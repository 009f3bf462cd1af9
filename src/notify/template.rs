//! Email body templates.
//!
//! Templates use `{{name}}` placeholders. Known variables:
//! - `type` - `Postings` or `Sightings`
//! - `link` - link base followed by the record reference
//! - `reference` - the record reference alone

use crate::{Error, Result};
use regex::{Captures, Regex};
use std::collections::HashMap;
use std::path::Path;
use std::sync::LazyLock;

/// Body used when no template file is configured.
pub const DEFAULT_TEMPLATE: &str = "Hello,

We found possible matches for one of your {{type}}.
Review them here: {{link}}

Keep this link private, it gives access to your contact details.
";

static PLACEHOLDER: LazyLock<Option<Regex>> =
    LazyLock::new(|| Regex::new(r"\{\{\s*([A-Za-z_][A-Za-z0-9_]*)\s*\}\}").ok());

/// A parsed email body template.
#[derive(Debug, Clone, PartialEq, Eq)]
pub struct EmailTemplate {
    source: String,
}

impl Default for EmailTemplate {
    fn default() -> Self {
        Self::new(DEFAULT_TEMPLATE)
    }
}

impl EmailTemplate {
    /// Wraps template text.
    #[must_use]
    pub fn new(source: impl Into<String>) -> Self {
        Self {
            source: source.into(),
        }
    }

    /// Loads a template file.
    ///
    /// # Errors
    ///
    /// Returns [`Error::OperationFailed`] if the file cannot be read.
    pub fn from_file(path: &Path) -> Result<Self> {
        std::fs::read_to_string(path)
            .map(Self::new)
            .map_err(|e| Error::OperationFailed {
                operation: "read_email_template".to_string(),
                cause: format!("{}: {e}", path.display()),
            })
    }

    /// Substitutes variables; unknown placeholders render as empty text.
    #[must_use]
    pub fn render(&self, vars: &HashMap<&str, String>) -> String {
        let Some(re) = PLACEHOLDER.as_ref() else {
            return self.source.clone();
        };
        re.replace_all(&self.source, |caps: &Captures<'_>| {
            vars.get(&caps[1]).cloned().unwrap_or_default()
        })
        .into_owned()
    }
}
//! `SQLite` storage backend.
//!
//! - [`connection`]: lock acquisition and connection pragmas
//! - [`schema`]: embedded tables and seeded pet types
//! - [`rows`]: select building, row mapping and parameter binding
//! - [`metrics`]: per-operation metrics

mod backend;
mod connection;
mod metrics;
mod rows;
mod schema;

pub use backend::SqliteBackend;
pub use connection::{acquire_lock, configure_connection};
pub use metrics::{record_operation_metrics, status_of};
pub use schema::DEFAULT_PET_TYPES;
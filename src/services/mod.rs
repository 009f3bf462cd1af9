//! Business logic services.
//!
//! - [`RegistryService`] - record lookups, listings, creation and match bookkeeping
//! - [`MatchSearchEngine`] - finds and records matches for a new record
//! - [`MatchQueue`] - runs match searches in the background
//! - [`BackendFactory`] - opens the configured store and notifier

mod backend_factory;
mod match_queue;
mod match_search;
mod registry;

pub use backend_factory::BackendFactory;
pub use match_queue::MatchQueue;
pub use match_search::{MatchOutcome, MatchSearchEngine, candidate_groups};
pub use registry::RegistryService;
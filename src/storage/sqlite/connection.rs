//! Connection handling for the `SQLite` backend.

use crate::{Error, Result};
use rusqlite::Connection;
use std::sync::{Mutex, MutexGuard};

/// Acquires the connection mutex, recovering from poisoning.
///
/// A panic while the lock was held leaves the connection usable, so the
/// guard is taken back and the event is logged and counted.
pub fn acquire_lock<T>(mutex: &Mutex<T>) -> MutexGuard<'_, T> {
    match mutex.lock() {
        Ok(guard) => guard,
        Err(poisoned) => {
            tracing::warn!("SQLite mutex was poisoned, recovering");
            metrics::counter!("sqlite_mutex_poison_recovery_total").increment(1);
            poisoned.into_inner()
        },
    }
}

/// Applies connection pragmas.
///
/// - `journal_mode = WAL` so readers do not block the writer
/// - `synchronous = NORMAL`
/// - `busy_timeout = 5000` to wait out lock contention
/// - `foreign_keys = ON` so matches follow their records
///
/// # Errors
///
/// Returns [`Error::OperationFailed`] if foreign keys cannot be enabled.
pub fn configure_connection(conn: &Connection) -> Result<()> {
    // journal_mode answers with a row, so failures here are tolerated
    let _ = conn.pragma_update(None, "journal_mode", "WAL");
    let _ = conn.pragma_update(None, "synchronous", "NORMAL");
    let _ = conn.pragma_update(None, "busy_timeout", "5000");

    conn.pragma_update(None, "foreign_keys", "ON")
        .map_err(|e| Error::OperationFailed {
            operation: "enable_foreign_keys".to_string(),
            cause: e.to_string(),
        })
}

#[cfg(test)]
mod tests {
    use super::*;
    use std::sync::Arc;
    use std::thread;

    #[test]
    fn test_acquire_lock_concurrent() {
        let mutex = Arc::new(Mutex::new(0));
        let handles: Vec<_> = (0..8)
            .map(|_| {
                let mutex = Arc::clone(&mutex);
                thread::spawn(move || {
                    *acquire_lock(&mutex) += 1;
                })
            })
            .collect();

        for handle in handles {
            handle.join().unwrap();
        }
        assert_eq!(*acquire_lock(&mutex), 8);
    }

    #[test]
    fn test_acquire_lock_recovers_from_poison() {
        let mutex = Arc::new(Mutex::new(1));
        let poisoner = Arc::clone(&mutex);
        let _ = thread::spawn(move || {
            let _guard = poisoner.lock().unwrap();
            panic!("poison the lock");
        })
        .join();

        assert!(mutex.is_poisoned());
        assert_eq!(*acquire_lock(&mutex), 1);
    }

    #[test]
    fn test_configure_connection() {
        let conn = Connection::open_in_memory().unwrap();
        configure_connection(&conn).unwrap();

        let journal_mode: String = conn
            .pragma_query_value(None, "journal_mode", |row| row.get(0))
            .unwrap();
        // in-memory databases cannot use WAL
        assert!(matches!(journal_mode.to_lowercase().as_str(), "wal" | "memory"));

        let busy_timeout: i32 = conn
            .pragma_query_value(None, "busy_timeout", |row| row.get(0))
            .unwrap();
        assert_eq!(busy_timeout, 5000);

        let foreign_keys: i32 = conn
            .pragma_query_value(None, "foreign_keys", |row| row.get(0))
            .unwrap();
        assert_eq!(foreign_keys, 1);
    }
}
//! Row mapping and parameter binding for the `SQLite` backend.

use crate::models::{Match, Pet, RecordKind, Report, Tag};
use crate::query::SqlParam;
use chrono::{DateTime, SecondsFormat, Utc};
use rusqlite::Row;
use rusqlite::types::{ToSql, ToSqlOutput, Type, Value, ValueRef};

/// Separator used to aggregate breed names into one column.
const BREED_SEPARATOR: char = '\u{1f}';

/// Formats a timestamp the way dates are stored.
#[must_use]
pub fn format_timestamp(ts: &DateTime<Utc>) -> String {
    ts.to_rfc3339_opts(SecondsFormat::Millis, true)
}

fn parse_timestamp(idx: usize, raw: &str) -> rusqlite::Result<DateTime<Utc>> {
    DateTime::parse_from_rfc3339(raw)
        .map(|ts| ts.with_timezone(&Utc))
        .map_err(|e| rusqlite::Error::FromSqlConversionFailure(idx, Type::Text, Box::new(e)))
}

impl ToSql for SqlParam {
    fn to_sql(&self) -> rusqlite::Result<ToSqlOutput<'_>> {
        Ok(match self {
            Self::Null => ToSqlOutput::Owned(Value::Null),
            Self::Text(s) => ToSqlOutput::Borrowed(ValueRef::Text(s.as_bytes())),
            Self::Integer(i) => ToSqlOutput::Owned(Value::Integer(*i)),
            Self::Timestamp(ts) => ToSqlOutput::Owned(Value::Text(format_timestamp(ts))),
        })
    }
}

/// Builds the aggregate select for one record kind.
///
/// `where_sql` is either empty or starts with `" WHERE "`. Columns are read
/// back by [`report_from_row`]; sightings append `in_custody` last.
#[must_use]
pub fn select_sql(kind: RecordKind, where_sql: &str) -> String {
    let table = kind.plural();
    let extra = match kind {
        RecordKind::Posting => "",
        RecordKind::Sighting => ",\n    sightings.in_custody",
    };
    format!(
        "SELECT
    {table}.id, {table}.guid, {table}.date, {table}.location, {table}.name, {table}.email,
    pets.id, pets.picture_id, pets.name, pets.color, pets.marks,
    types.id, types.name,
    tags.id, tags.shape, tags.color, tags.text,
    group_concat(pet_breeds.name, char(31)){extra}
FROM {table}
LEFT JOIN pets ON pets.id = {table}.pet_id
LEFT JOIN types ON types.id = pets.type_id
LEFT JOIN pet_breeds ON pet_breeds.pet_id = pets.id
LEFT JOIN tags ON tags.pet_id = pets.id{where_sql}
GROUP BY {table}.id, pets.id, types.id, tags.id
ORDER BY {table}.id"
    )
}

/// Column index of `in_custody` in a sighting select.
pub const IN_CUSTODY_COLUMN: usize = 18;

/// Maps the shared columns of a select row.
pub fn report_from_row(row: &Row<'_>) -> rusqlite::Result<Report> {
    let date: String = row.get(2)?;
    let breeds: Option<String> = row.get(17)?;

    Ok(Report {
        id: row.get(0)?,
        guid: row.get(1)?,
        date: parse_timestamp(2, &date)?,
        location: row.get(3)?,
        name: row.get(4)?,
        email: row.get(5)?,
        pet: Pet {
            id: row.get::<_, Option<i64>>(6)?.unwrap_or_default(),
            picture_id: row.get(7)?,
            name: row.get::<_, Option<String>>(8)?.unwrap_or_default(),
            color: row.get::<_, Option<String>>(9)?.unwrap_or_default(),
            marks: row.get::<_, Option<String>>(10)?.unwrap_or_default(),
            type_id: row.get::<_, Option<i64>>(11)?.unwrap_or_default(),
            type_name: row.get::<_, Option<String>>(12)?.unwrap_or_default(),
            breeds: breeds
                .map(|b| b.split(BREED_SEPARATOR).map(String::from).collect())
                .unwrap_or_default(),
            tag: Tag {
                id: row.get::<_, Option<i64>>(13)?.unwrap_or_default(),
                shape: row.get::<_, Option<String>>(14)?.unwrap_or_default(),
                color: row.get::<_, Option<String>>(15)?.unwrap_or_default(),
                text: row.get::<_, Option<String>>(16)?.unwrap_or_default(),
            },
        },
    })
}

/// Maps a `postings_id, sightings_id, last_contacted` row.
pub fn match_from_row(row: &Row<'_>) -> rusqlite::Result<Match> {
    let last_contacted: Option<String> = row.get(2)?;
    Ok(Match {
        posting_id: row.get(0)?,
        sighting_id: row.get(1)?,
        last_contacted: last_contacted
            .map(|raw| parse_timestamp(2, &raw))
            .transpose()?,
    })
}
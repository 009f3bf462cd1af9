//! `[email]` section.

use super::parse_number;
use crate::Result;
use secrecy::SecretString;
use serde::Deserialize;
use std::path::PathBuf;

/// SMTP settings for match notifications.
///
/// Email is enabled once `host` is set; otherwise notifications only go to
/// the log.
#[derive(Debug, Clone, Deserialize)]
#[serde(default)]
pub struct EmailConfig {
    /// SMTP relay host.
    pub host: Option<String>,
    /// SMTP submission port.
    pub port: u16,
    /// Login user, also the sender when `from` is unset.
    pub user: String,
    /// Login password.
    pub password: Option<SecretString>,
    /// Sender mailbox, e.g. `Lost Pets <noreply@example.com>`.
    pub from: Option<String>,
    /// Prefix of the private link; the record reference is appended.
    pub link_base: String,
    /// Subject line.
    pub subject: String,
    /// Body template file; the built-in body is used when unset.
    pub template_path: Option<PathBuf>,
}

impl Default for EmailConfig {
    fn default() -> Self {
        Self {
            host: None,
            port: 587,
            user: String::new(),
            password: None,
            from: None,
            link_base: String::new(),
            subject: "Possible matches for your pet".to_string(),
            template_path: None,
        }
    }
}

impl EmailConfig {
    /// Whether an SMTP host is configured.
    #[must_use]
    pub fn is_enabled(&self) -> bool {
        self.host.as_deref().is_some_and(|h| !h.trim().is_empty())
    }

    pub(super) fn apply_env(&mut self, lookup: impl Fn(&str) -> Option<String>) -> Result<()> {
        if let Some(v) = lookup("LOSTPETS_SMTP_HOST") {
            self.host = Some(v);
        }
        if let Some(v) = lookup("LOSTPETS_SMTP_PORT") {
            self.port = parse_number("LOSTPETS_SMTP_PORT", &v)?;
        }
        if let Some(v) = lookup("LOSTPETS_SMTP_USER") {
            self.user = v;
        }
        if let Some(v) = lookup("LOSTPETS_SMTP_PASSWORD") {
            self.password = Some(SecretString::from(v));
        }
        if let Some(v) = lookup("LOSTPETS_SMTP_FROM") {
            self.from = Some(v);
        }
        if let Some(v) = lookup("LOSTPETS_LINK_BASE") {
            self.link_base = v;
        }
        Ok(())
    }
}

------------------------------------------------

◆ WHAT THE TASK ASKS ◆
Copy out each line of the entries that holds "spawn".

◆ ANSWER FOR THE TASK ◆
                thread::spawn(move || {
        let _ = thread::spawn(move || {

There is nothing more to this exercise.